MRS. BILTOX-JONES'S EXPERIMENT

I do not think any of us really liked Angell Herald, his self-satisfied philistinism constituting a serious barrier to close personal relations. I have already commented upon certain of his characteristics that jarred upon us all; but it seemed no one's business to indicate, delicately or otherwise, that he was not so welcome as we might have wished.

Dick Little had introduced him on the strength of a story he had heard him tell at some masonic dinner, I think it was, and he had decided that Angell Herald would be an acquisition to the Night Club.
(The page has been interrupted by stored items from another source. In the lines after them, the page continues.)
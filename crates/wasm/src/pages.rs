//! Page rendering for WebApp

use divergence_core::mock::mock_translated_data;
use divergence_core::{
    github_login_url, render_chat_panel, render_dashboard, render_profile_header,
    render_skills_content, ChatAction, PollState, Project, Route, ACCENT, MUTED,
};
use eframe::egui;
use egui_phosphor::regular;

use crate::app::{ChatTarget, WebApp};
use crate::storage::redirect;

impl WebApp {
    // ========================================================================
    // Top Panel
    // ========================================================================

    pub fn render_top_panel(&mut self, ctx: &egui::Context) {
        let is_authenticated = self.is_authenticated();
        let username = self.store.get_auth_state().username.unwrap_or_default();
        let mut target = None;
        let mut sign_out = false;

        egui::TopBottomPanel::top("top_panel").show(ctx, |ui| {
            ui.horizontal(|ui| {
                ui.heading(egui::RichText::new(format!("{} Divergence", regular::GIT_FORK)).color(ACCENT));
                ui.separator();

                if is_authenticated {
                    for (route, label) in [
                        (Route::Home, format!("{} Home", regular::HOUSE)),
                        (Route::Profile, format!("{} Profile", regular::USER)),
                        (Route::Projects, format!("{} Projects", regular::KANBAN)),
                    ] {
                        if ui.selectable_label(self.route == route, label).clicked() {
                            target = Some(route);
                        }
                    }
                    ui.separator();
                }

                if self.loading {
                    ui.spinner();
                }
                if !self.status.is_empty() {
                    ui.label(egui::RichText::new(&self.status).color(MUTED));
                }

                ui.with_layout(egui::Layout::right_to_left(egui::Align::Center), |ui| {
                    if is_authenticated {
                        if ui.button(format!("{} Sign out", regular::SIGN_OUT)).clicked() {
                            sign_out = true;
                        }
                        ui.label(format!("{} {}", regular::GITHUB_LOGO, username));
                    } else if ui.button(format!("{} Sign in", regular::GITHUB_LOGO)).clicked() {
                        redirect(&github_login_url(&self.config.api_base_url));
                    }
                });
            });
        });

        if sign_out {
            self.sign_out();
        } else if let Some(route) = target {
            if route != self.route {
                self.go(route);
            }
        }
    }

    // ========================================================================
    // Landing
    // ========================================================================

    pub fn render_landing(&mut self, ctx: &egui::Context) {
        let is_authenticated = self.is_authenticated();
        let mut open_dashboard = false;

        egui::CentralPanel::default().show(ctx, |ui| {
            ui.vertical_centered(|ui| {
                ui.add_space(ui.available_height() * 0.25);
                ui.label(egui::RichText::new(regular::GIT_FORK).size(64.0).color(ACCENT));
                ui.heading(egui::RichText::new("Divergence").size(36.0));
                ui.label(
                    egui::RichText::new("See what your GitHub history says about you as a developer.")
                        .color(MUTED),
                );
                ui.add_space(24.0);

                if is_authenticated {
                    if ui
                        .add(egui::Button::new(format!("{} Go to dashboard", regular::ARROW_RIGHT)).min_size(egui::vec2(200.0, 36.0)))
                        .clicked()
                    {
                        open_dashboard = true;
                    }
                } else if ui
                    .add(egui::Button::new(format!("{} Sign in with GitHub", regular::GITHUB_LOGO)).min_size(egui::vec2(200.0, 36.0)))
                    .clicked()
                {
                    redirect(&github_login_url(&self.config.api_base_url));
                }
            });
        });

        if open_dashboard {
            self.go(Route::Home);
        }
    }

    // ========================================================================
    // Home
    // ========================================================================

    pub fn render_home(&mut self, ctx: &egui::Context) {
        egui::CentralPanel::default().show(ctx, |ui| {
            if self.loading && !self.data_loaded {
                self.render_progress(ui);
                return;
            }
            egui::ScrollArea::vertical().auto_shrink([false, false]).show(ui, |ui| {
                render_dashboard(ui, &*self, &self.user_data);
            });
        });
    }

    fn render_progress(&self, ui: &mut egui::Ui) {
        ui.vertical_centered(|ui| {
            ui.add_space(ui.available_height() * 0.3);
            ui.spinner();
            ui.add_space(8.0);
            let message = if self.status.is_empty() { "Loading..." } else { self.status.as_str() };
            ui.label(egui::RichText::new(message).size(18.0));
            if self.poll_state == PollState::Polling {
                ui.label(
                    egui::RichText::new("First-time analysis can take up to half a minute.")
                        .small()
                        .color(MUTED),
                );
            }
        });
    }

    // ========================================================================
    // Profile
    // ========================================================================

    pub fn render_profile(&mut self, ctx: &egui::Context) {
        egui::CentralPanel::default().show(ctx, |ui| {
            if self.loading && !self.data_loaded {
                self.render_progress(ui);
                return;
            }
            egui::ScrollArea::vertical().auto_shrink([false, false]).show(ui, |ui| {
                render_profile_header(ui, &*self, &self.user_data.profile);
                ui.add_space(16.0);
                match &self.translated {
                    Some(translated) => render_skills_content(ui, translated),
                    None => {
                        ui.label(
                            egui::RichText::new(format!(
                                "{} Skill analysis isn't available yet. Showing sample data.",
                                regular::INFO
                            ))
                            .color(MUTED),
                        );
                        ui.add_space(8.0);
                        render_skills_content(ui, &mock_translated_data());
                    }
                }
            });
        });
    }

    // ========================================================================
    // Projects
    // ========================================================================

    pub fn render_projects(&mut self, ctx: &egui::Context) {
        let mut scope_project: Option<String> = None;
        let mut start_scoping = false;

        egui::CentralPanel::default().show(ctx, |ui| {
            ui.columns(2, |columns| {
                let ui = &mut columns[0];
                ui.heading(format!("{} Your projects", regular::FOLDER));
                ui.separator();
                egui::ScrollArea::vertical().id_salt("project_list").show(ui, |ui| {
                    let projects = self.user_data.projects.top.iter().chain(self.user_data.projects.new.iter());
                    let mut any = false;
                    for project in projects {
                        any = true;
                        if render_project_row(ui, project) {
                            scope_project = Some(project.name.clone());
                        }
                    }
                    if !any {
                        ui.label(egui::RichText::new("No projects found.").color(MUTED));
                    }
                });

                let ui = &mut columns[1];
                ui.heading(format!("{} Start something new", regular::LIGHTBULB));
                ui.separator();
                let form = &mut self.new_project;
                egui::Grid::new("new_project_form").num_columns(2).spacing([8.0, 8.0]).show(ui, |ui| {
                    ui.label("Name");
                    ui.text_edit_singleline(&mut form.name);
                    ui.end_row();
                    ui.label("Description");
                    ui.text_edit_multiline(&mut form.description);
                    ui.end_row();
                    ui.label("Tech stack");
                    ui.add(egui::TextEdit::singleline(&mut form.tech_stack).hint_text("rust, postgres, ..."));
                    ui.end_row();
                    ui.label("Goals");
                    ui.text_edit_multiline(&mut form.goals);
                    ui.end_row();
                });
                ui.add_space(8.0);
                if ui
                    .add_enabled(form.is_valid(), egui::Button::new(format!("{} Scope with AI", regular::SPARKLE)))
                    .clicked()
                {
                    start_scoping = true;
                }
            });
        });

        if let Some(name) = scope_project {
            self.open_project_chat(&name);
        } else if start_scoping {
            self.start_scoping();
        }
    }

    // ========================================================================
    // Chat modal
    // ========================================================================

    pub fn render_chat_window(&mut self, ctx: &egui::Context) {
        let Some(modal) = self.chat.as_mut() else { return };

        let title = match &modal.target {
            ChatTarget::Project(name) => format!("{} Scope: {}", regular::CHATS, name),
            ChatTarget::NewProject(descriptor) => format!("{} New project: {}", regular::CHATS, descriptor.name),
        };
        let mut open = true;
        let mut action = ChatAction::None;
        egui::Window::new(title)
            .open(&mut open)
            .collapsible(false)
            .resizable(true)
            .default_width(520.0)
            .anchor(egui::Align2::CENTER_CENTER, egui::vec2(0.0, 0.0))
            .show(ctx, |ui| {
                action = render_chat_panel(ui, &modal.session, &mut modal.input);
            });

        if !open {
            self.chat = None;
            return;
        }
        match action {
            ChatAction::None => {}
            ChatAction::Send(text) => self.send_chat_message(&text),
            ChatAction::GenerateBreakdown => self.generate_breakdown(),
            ChatAction::Close => self.chat = None,
        }
    }
}

/// One project with its "scope" button. Returns true when the button was clicked.
fn render_project_row(ui: &mut egui::Ui, project: &Project) -> bool {
    let mut clicked = false;
    ui.horizontal(|ui| {
        ui.vertical(|ui| {
            ui.strong(&project.name);
            if let Some(description) = project.description.as_deref().filter(|d| !d.is_empty()) {
                ui.label(egui::RichText::new(description).small().color(MUTED));
            }
        });
        ui.with_layout(egui::Layout::right_to_left(egui::Align::Center), |ui| {
            clicked = ui.button(format!("{} Scope", regular::CHAT_CIRCLE_DOTS)).clicked();
        });
    });
    ui.separator();
    clicked
}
Sallie thought otherwise, and had summed him up as "a worm in a top hat": he always wore a top hat. It was the only occasion on which I had known Sallie break out into epigram. Both she and Bindle disliked Angell Herald almost to the point of intolerance. As a matter of fact he is not a bad fellow, if his foibles are not too much emphasized.

His principal asset, however, is that he has a fund of interesting experiences which, strangely enough, he rates far lower than the stories he at first would insist on telling.

He assured us that Mrs. Biltox-Jones was no imaginary person and we, knowing his limitations, believed him, and that her social experiment was at the time the talk of Fleet Street.